Minimize printed documents at meetings.
Welcome to Week 14 of the 50 Ways to Reduce Your Waste Line. Last week, we asked you to consider using reusable cloth or scrap rags instead of paper towels. This week, we look at ways to reduce your footprint as the meeting organizer.
One Thing You Can Do
As presenter or meeting organizer, plan ahead to provide soft copies of notes, leaflets, or slides. Some people will have a natural inclination to print and bring any documents they receive beforehand (agenda, past minutes, reference documents, etc.) so they feel prepared. Expressly inform your meeting participants that printed documents are not required (or desired!) and that you will have electronic copies to display via data projectors in the room. There are also many cloud-based file sharing possibilities (Dropbox, Google Drive, shared drive on the Sheridan network, are just a few options) to let people view documents, as well as edit and/or collaborate on them during or after your meeting. Avoid distributing printed copies of presentations or meeting content (especially slides which, because they are graphic, tend to be very toner-intensive). And when you send them afterwards, make a point to ask your attendees to save them as files and not print them. Perhaps even refer them to the fact sources in this or other 50 Ways tips to support your request.
Some Facts
As noted in the September 25th “50 Ways” tip, and the accompanying facts about paper recycling, conservation (remember, the first of the 3 Rs stands for Reduce) always trumps recycling, much in the same way it is better to use less electricity than “green” electricity. Recycling will help you feel less guilty about paper waste, and it does help more than doing nothing. But the better option is to not introduce physical items—in this case paper documents—into the world unless they have a necessary and enduring function.

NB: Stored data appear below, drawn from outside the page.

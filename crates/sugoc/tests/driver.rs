use std::sync::Arc;
use sugo_ast::decl::Decl;
use sugo_ast_parsing::parser::Mode;
use sugoc::compiler::pipeline::Pipeline;
use sugoc::{SugoC, SugoCErrorKind};
use tracing::info;

mod common;

const GREETER: &str = r#"#!/usr/bin/env sugo
import "os"

n := 3
s := "count: " + n
t := n + " left"
println(s, t, os.Args)
"#;

#[test_log::test(tokio::test)]
async fn test_compile_single_file() -> eyre::Result<()> {
    let (_dir, paths) = common::sources(&[("greeter.sugo", GREETER)]);
    let sugoc = SugoC::builder().jobs(1).build()?;
    let unit = sugoc.compile(&paths[0]).await?;
    info!("compiled:\n{}", unit.file);

    assert_eq!(unit.path, paths[0]);
    assert_eq!(unit.report.changed, ["string-coercion"]);
    assert_eq!(unit.report.imports, ["fmt"]);

    let imports = unit
        .file
        .imports()
        .filter_map(|i| i.path.unquoted())
        .collect::<Vec<_>>();
    assert_eq!(imports, ["os", "fmt"]);
    assert!(matches!(unit.file.decls[1], Decl::Import(_)));

    let printed = unit.file.to_string();
    assert!(printed.contains(r#"s := "count: " + fmt.Sprintf("%d", n)"#), "{printed}");
    assert!(printed.contains(r#"t := n + " left""#), "{printed}");
    Ok(())
}

#[test_log::test(tokio::test)]
async fn test_pipeline_is_idempotent() -> eyre::Result<()> {
    let (_dir, paths) = common::sources(&[("greeter.sugo", GREETER)]);
    let sugoc = SugoC::builder().build()?;
    let mut unit = sugoc.compile(&paths[0]).await?;

    let before = unit.file.clone();
    let report = Pipeline::standard().run(&mut unit.file);
    assert!(report.is_unchanged(), "{report:?}");
    assert_eq!(unit.file, before);
    assert_eq!(
        unit.file.imports().filter(|i| i.path.unquoted() == Some("fmt")).count(),
        1
    );
    Ok(())
}

#[test_log::test(tokio::test)]
async fn test_existing_import_is_reused() -> eyre::Result<()> {
    let src = "import \"fmt\"\nn := 1\nfmt.Println(\"n=\" + n)\n";
    let (_dir, paths) = common::sources(&[("reuse.sugo", src)]);
    let unit = SugoC::builder().build()?.compile(&paths[0]).await?;
    assert_eq!(unit.report.changed, ["string-coercion"]);
    assert!(unit.report.imports.is_empty());
    assert_eq!(unit.file.imports().count(), 1);
    Ok(())
}

#[test_log::test(tokio::test)]
async fn test_library_packages_are_not_transformed() -> eyre::Result<()> {
    let src = "package lib\n\nfunc Label() string {\n\tn := 2\n\treturn \"n\" + n\n}\n";
    let (_dir, paths) = common::sources(&[("lib.sugo", src)]);
    let unit = SugoC::builder().build()?.compile(&paths[0]).await?;
    assert!(unit.report.is_unchanged());
    assert_eq!(unit.file.imports().count(), 0);
    assert!(unit.file.to_string().contains("return \"n\" + n"));
    Ok(())
}

#[test_log::test(tokio::test)]
async fn test_units_keep_input_order() -> eyre::Result<()> {
    let files = (0..8)
        .map(|i| (format!("f{i}.sugo"), format!("package p{i}\n")))
        .collect::<Vec<_>>();
    let borrowed = files
        .iter()
        .map(|(name, src)| (name.as_str(), src.as_str()))
        .collect::<Vec<_>>();
    let (_dir, paths) = common::sources(&borrowed);

    let sugoc = SugoC::builder().jobs(3).build()?;
    let units = sugoc.compile_all(paths.clone()).await?;
    let packages = units
        .iter()
        .map(|u| u.file.pkg_name.value().to_string())
        .collect::<Vec<_>>();
    assert_eq!(packages, (0..8).map(|i| format!("p{i}")).collect::<Vec<_>>());
    assert_eq!(units.iter().map(|u| u.path.clone()).collect::<Vec<_>>(), paths);
    Ok(())
}

#[test_log::test(tokio::test)]
async fn test_every_failure_is_reported() -> eyre::Result<()> {
    let (dir, mut paths) = common::sources(&[
        ("good.sugo", "println(1)\n"),
        ("bad.sugo", "x := (1\ny := 2 +\n"),
        ("empty.sugo", "package e\nenum E {}\n"),
    ]);
    paths.push(dir.path().join("missing.sugo"));

    let error = SugoC::builder()
        .build()?
        .compile_all(paths)
        .await
        .expect_err("three files fail");
    let SugoCErrorKind::Multi(errors) = error.kind() else {
        panic!("expected several errors, got {error}");
    };
    assert_eq!(errors.len(), 3);
    assert!(matches!(errors[0].kind(), SugoCErrorKind::Parse { .. }));
    assert!(matches!(errors[2].kind(), SugoCErrorKind::Io(_)));

    let diagnostics = error.diagnostics();
    assert!(diagnostics.len() >= 2, "{diagnostics:?}");
    assert!(diagnostics[0].0.ends_with("bad.sugo"));
    let last = diagnostics.last().expect("diagnostics");
    assert!(last.0.ends_with("empty.sugo"));
    assert!(last.1.to_string().ends_with("enum E has no members"), "{}", last.1);
    Ok(())
}

#[test_log::test(tokio::test)]
async fn test_strict_mode_reaches_parser() -> eyre::Result<()> {
    let (_dir, paths) = common::sources(&[("strict.sugo", "continue\n")]);
    let relaxed = SugoC::builder().build()?;
    assert!(relaxed.compile(&paths[0]).await.is_ok());

    let strict = SugoC::builder()
        .mode(Mode::STRICT)
        .pipeline(Arc::new(Pipeline::empty()))
        .build()?;
    let error = strict.compile(&paths[0]).await.expect_err("misplaced continue");
    let diagnostics = error.diagnostics();
    assert_eq!(diagnostics.len(), 1);
    assert!(
        diagnostics[0].1.to_string().ends_with("continue is not in a loop"),
        "{}",
        diagnostics[0].1
    );
    Ok(())
}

This fact sheet about paper and paper waste should help motivate you! Read all three pages, or take note of just one fact: “Paper and paper products account for more than 1/3 of all Canada’s waste” and ask yourself if you want to be part of that statistic. You have the power to choose not to bring resource-intensive products (paper, chemicals, packaging, etc.) into the world, and to reduce *your* carbon footprint in the process.
Log in to Sheridan’s Papercut account via Access Sheridan (under Software Installation in Sheridan Resources) to see the breakdown of resources consumed by your print jobs. Good chance it will be less of a tree, but much more carbon, than you think.